SOUNDBITE (English) Denise Brown, WFP Regional Director:
“We are shifting our gears at the same time trying to keep up with the spread of the virus and it is a huge challenge for us, we are doing a lot, both in delivering food, logistic support, planes, helicopters, ships, building treatment centres, and I said to health partners tell us what more we can do, how we can do better to help you”

The mVAM (mobile Vulnerability Assessment Mapping) technology is being used to track the impact of the crisis on food security. In Sierra Leone, data collection via SMS has been completed for a total sample of 800 households. In Guinea and Liberia, WFP is preparing data collection through interactive voice response.

SOUNDBITE (English), Martin Penner, WFP spokesperson:
“Ebola is effecting Liberia in a number of ways, and for many people what it boils down to, is the fact that they just can’t get the food they need, that’s why the World Food Programme is organizing food distributions, especially in places where the virus is spreading rapidly, because one thing we want to do above all and that is make sure that this health emergency does not become a food emergency.”

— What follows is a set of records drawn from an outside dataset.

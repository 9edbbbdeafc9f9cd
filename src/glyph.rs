use kurbo::BezPath;
use smol_str::SmolStr;

use crate::outline::{ShapeKeyword, GLYPH_SIZE, ORIGIN};

/// Advance width for every glyph except the space.
pub const ADVANCE_WIDTH: u16 = 600;
/// The space gets a narrower advance.
pub const SPACE_ADVANCE_WIDTH: u16 = 300;

/// A single letterform: metrics plus outline.
///
/// Exactly one glyph per font has no codepoint: the `.notdef` fallback,
/// which renderers substitute for any unmapped character. It must sit at
/// index 0 of the glyph list.
#[derive(Debug, Clone)]
pub struct Glyph {
    pub name: SmolStr,
    pub codepoint: Option<u32>,
    pub advance_width: u16,
    pub outline: BezPath,
}

impl Glyph {
    /// The mandatory fallback glyph: a rectangle filling the glyph box.
    pub fn notdef() -> Self {
        let o = ORIGIN;
        let s = GLYPH_SIZE;
        let mut outline = BezPath::new();
        outline.move_to((o, o));
        outline.line_to((o + s, o));
        outline.line_to((o + s, o + s));
        outline.line_to((o, o + s));
        outline.close_path();
        Glyph {
            name: SmolStr::new(".notdef"),
            codepoint: None,
            advance_width: ADVANCE_WIDTH,
            outline,
        }
    }

    /// Build the glyph for one character with its resolved shape.
    ///
    /// Names are derived from the codepoint (`char_66` for 'B') so they stay
    /// valid PostScript identifiers whatever the mapping throws at us.
    pub fn for_char(ch: char, shape: ShapeKeyword) -> Self {
        let codepoint = ch as u32;
        let (name, advance_width) = if ch == ' ' {
            (SmolStr::new("space"), SPACE_ADVANCE_WIDTH)
        } else {
            (SmolStr::new(format!("char_{codepoint}")), ADVANCE_WIDTH)
        };
        Glyph {
            name,
            codepoint: Some(codepoint),
            advance_width,
            outline: shape.outline(),
        }
    }

    pub fn is_fallback(&self) -> bool {
        self.codepoint.is_none()
    }
}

Some 155 metric tons, worth US$ 1.4 million, of protective gear, emergency health kits and equipment to the region were dispatched from the UN Humanitarian Response Depot (UNHRD),

To date, WFP has received only 33 percent (US$ 42.6 million) of the US$ 126.9 million required for its global Ebola emergency operations until February 2015. This slow response has led WFP to borrow internal funds to provide urgent logistical support to humanitarian partners.